Todo el merchandising del Partido Nacional sugiere, con una tónica inocentona, que “está bueno cambiar”, “#Ahora sí”. Léase “alternancia”, concepto que el propio Lacalle Pou definió en plena campaña (“La democracia se sostiene justamente sobre la alternancia, sobre el cambio de partidos políticos. Lo otro es dictadura”) y amplió la noche del 27 (“El mensaje es de una alternancia plural, no es de un partido solo, es de un país con responsabilidades de muchos”). ¿Un cambio hacia qué? No es difícil suponerlo, pero lo que no es tan evidente es cómo lo harán. El documento de la coalición multicolor “Compromiso por el país” es escueto, pero claramente empresista y conservador (Véase “Qué se muestra, qué se oculta”, Brecha, 8/XI/19).
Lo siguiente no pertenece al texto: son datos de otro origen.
use super::compiler::CompiledProgram;
use super::context::ExprContext;
use super::vars::FrameVar;
use crate::{preset::PresetDescription, state::PresetState, LoadError};

const PER_FRAME_SEED: u64 = 0x5eed_f4a3;

/// The preset's per-frame program together with its `init` program.
///
/// Builtins restart every frame from the preset's initial values, so an
/// assignment to a builtin inside `init` lasts only until the first frame.
/// The `q` channels restart from the values `init` left in them.
/// Implicitly declared variables and registers persist.
#[derive(Debug)]
pub struct PerFrameEvaluator {
    context: ExprContext,
    program: CompiledProgram,
    baseline: Vec<f64>,
}

impl PerFrameEvaluator {
    /// Applies the initial values, compiles both programs and runs `init`
    /// exactly once.
    pub fn load(
        description: &PresetDescription,
        state: &mut PresetState,
        mesh: (u32, u32),
    ) -> Result<Self, LoadError> {
        let mut context = ExprContext::new(FrameVar::TABLE, PER_FRAME_SEED);
        for (name, value) in &description.values {
            context.assign(name, *value, &mut state.globals);
        }

        let init = context
            .compile(&description.init_code)
            .map_err(LoadError::InitCode)?;
        let program = context
            .compile(&description.per_frame_code)
            .map_err(|source| LoadError::Expression {
                program: "per-frame",
                source,
            })?;

        context.bind_common_inputs(state, mesh);
        let mut baseline = context.fixed_slots().to_vec();
        context.execute(&init, &mut state.globals);
        let q_start = baseline.len() - context.q().len();
        baseline[q_start..].copy_from_slice(context.q());
        state.q.copy_from_slice(context.q());

        tracing::debug!(
            init_ops = init.ops().len(),
            per_frame_ops = program.ops().len(),
            "compiled per-frame code"
        );

        Ok(Self {
            context,
            program,
            baseline,
        })
    }

    /// Runs the per-frame program for the current snapshot, applies the
    /// gamma and echo-zoom clamps and publishes the `q` channels.
    pub fn evaluate(&mut self, state: &mut PresetState, mesh: (u32, u32)) {
        self.context.restore_fixed(&self.baseline);
        self.context.bind_common_inputs(state, mesh);
        self.context.execute(&self.program, &mut state.globals);

        for var in [FrameVar::Gamma, FrameVar::EchoZoom] {
            let value = self.context.clamped(var.index());
            self.context.set(var.index(), value);
        }

        state.q.copy_from_slice(self.context.q());
    }

    pub fn get(&self, var: FrameVar) -> f64 {
        self.context.get(var.index())
    }

    /// Value with the variable's declared range applied.
    pub fn clamped(&self, var: FrameVar) -> f64 {
        self.context.clamped(var.index())
    }

    pub fn value(&self, var: FrameVar) -> f32 {
        self.clamped(var) as f32
    }

    pub fn lookup(&self, name: &str, state: &PresetState) -> Option<f64> {
        self.context.lookup(name, &state.globals)
    }
}

#[cfg(test)]
mod tests {
    use super::*;

    fn load(description: PresetDescription) -> (PerFrameEvaluator, PresetState) {
        let mut state = PresetState::default();
        let evaluator = PerFrameEvaluator::load(&description, &mut state, (48, 36)).unwrap();
        (evaluator, state)
    }

    #[test]
    fn gamma_and_echo_zoom_are_hard_clamped() {
        for (code, gamma, echo) in [
            ("gamma = -5; echo_zoom = 0", 0.0, 0.001),
            ("gamma = 50; echo_zoom = 5000", 8.0, 1000.0),
        ] {
            let (mut evaluator, mut state) = load(PresetDescription {
                per_frame_code: code.into(),
                ..Default::default()
            });
            evaluator.evaluate(&mut state, (48, 36));
            assert_eq!(evaluator.get(FrameVar::Gamma), gamma);
            assert_eq!(evaluator.get(FrameVar::EchoZoom), echo);
        }
    }

    #[test]
    fn other_outputs_are_stored_unclamped() {
        let (mut evaluator, mut state) = load(PresetDescription {
            per_frame_code: "decay = 3".into(),
            ..Default::default()
        });
        evaluator.evaluate(&mut state, (48, 36));
        assert_eq!(evaluator.get(FrameVar::Decay), 3.0);
        assert_eq!(evaluator.clamped(FrameVar::Decay), 1.0);
    }

    #[test]
    fn init_runs_once_and_seeds_registers() {
        let (mut evaluator, mut state) = load(PresetDescription {
            init_code: "reg00 = 10; counter = 100; q1 = 0.25".into(),
            per_frame_code: "counter = counter + 1; reg00 = reg00 + 1; q1 = q1 * 2".into(),
            ..Default::default()
        });
        assert_eq!(state.globals.registers[0], 10.0);

        evaluator.evaluate(&mut state, (48, 36));
        evaluator.evaluate(&mut state, (48, 36));

        assert_eq!(evaluator.lookup("counter", &state), Some(102.0));
        assert_eq!(state.globals.registers[0], 12.0);
        // q channels restart from their post-init value every frame.
        assert_eq!(state.q[0], 0.5);
    }

    #[test]
    fn outputs_restart_from_initial_values() {
        let mut description = PresetDescription {
            per_frame_code: "zoom = zoom + 0.1".into(),
            ..Default::default()
        };
        description.values.insert("zoom".into(), 1.5);
        let (mut evaluator, mut state) = load(description);

        evaluator.evaluate(&mut state, (48, 36));
        evaluator.evaluate(&mut state, (48, 36));
        assert!((evaluator.get(FrameVar::Zoom) - 1.6).abs() < 1e-12);
    }

    #[test]
    fn builtins_assigned_in_init_do_not_carry_over() {
        let mut description = PresetDescription {
            init_code: "zoom = 3; decay = 0.5; q2 = 7".into(),
            ..Default::default()
        };
        description.values.insert("zoom".into(), 1.25);
        let (mut evaluator, mut state) = load(description);

        evaluator.evaluate(&mut state, (48, 36));
        assert_eq!(evaluator.get(FrameVar::Zoom), 1.25);
        assert_eq!(evaluator.get(FrameVar::Decay), FrameVar::Decay.builtin().default);
        assert_eq!(state.q[1], 7.0);
    }

    #[test]
    fn inputs_follow_the_audio_snapshot() {
        let (mut evaluator, mut state) = load(PresetDescription {
            per_frame_code: "seen = bass * 2 + meshx".into(),
            ..Default::default()
        });
        state.audio.bass = 1.5;
        evaluator.evaluate(&mut state, (48, 36));
        assert_eq!(evaluator.lookup("seen", &state), Some(51.0));
    }

    #[test]
    fn syntax_errors_fail_the_load() {
        let mut state = PresetState::default();
        let init = PresetDescription {
            init_code: "a = (".into(),
            ..Default::default()
        };
        assert!(matches!(
            PerFrameEvaluator::load(&init, &mut state, (48, 36)),
            Err(LoadError::InitCode(_))
        ));

        let per_frame = PresetDescription {
            per_frame_code: "zoom = = 2".into(),
            ..Default::default()
        };
        assert!(matches!(
            PerFrameEvaluator::load(&per_frame, &mut state, (48, 36)),
            Err(LoadError::Expression { program: "per-frame", .. })
        ));
    }
}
Sin embargo, a pocas horas de la elección, los ases están debajo de la manga: ¿de dónde saldrá el ahorro de 900 millones de dólares?, ¿cuál es el alcance de la ley de “urgente consideración”?, ¿y el de la declaración de “emergencia nacional de seguridad”? ¿Y el de la coalición? ¿Cómo pactará Lacalle Pou esos acuerdos? ¿Solamente con cargos en el Ejecutivo? ¿Qué está dispuesto a resignar?
El próximo domingo las urnas revelarán un escenario novedoso: un cuarto gobierno del FA sin mayoría legislativa o un gobierno nacionalista que necesitará de los colorados y de la ultraderecha para gobernar. En cualquier caso, lo que ocurra será en medio de la sordidez política de América Latina, otra vez desahuciada por el retorno de los militares, el terrorismo de Estado y el merodeo del Fmi.
Si la primera vuelta estuvo precedida por la expectativa en las elecciones argentinas y las protestas masivas del despertar chileno, de cara al balotaje el escenario latinoamericano es todavía más intenso. A la liberación de Lula, le siguió el golpe en Bolivia y noticias cada vez más cruentas de la represión en Chile. Las imágenes que se retienen de este noviembre son elocuentes: juramento con biblias, la wiphala en llamas, representaciones artísticas de los ojos que los carabineros chilenos sacaron con sus disparos a más de doscientas personas. Los Estados, utilizando sus fuerzas represivas, matan, torturan y ejercen violencia sexual –en especial hacia las mujeres– por ejercer el derecho a protestar.
No vienen tiempos fáciles para quienes tienen convicciones democráticas. Sea cual sea el resultado electoral, las izquierdas –partidarias o no– deberán abrirse a la autocrítica y discutir seriamente cómo desarrollar un abordaje que permita dialogar con todas las miradas anticapitalistas y no eluda la existencia del orden patriarcal, que es racista y colonial. No será suficiente con resistir. Hay mucho para pensar y mucho para debatir. Pero tampoco vienen tiempos fáciles para quienes quieran dominar esta América Latina furiosa, que sale a la calle cada vez con más fuerza.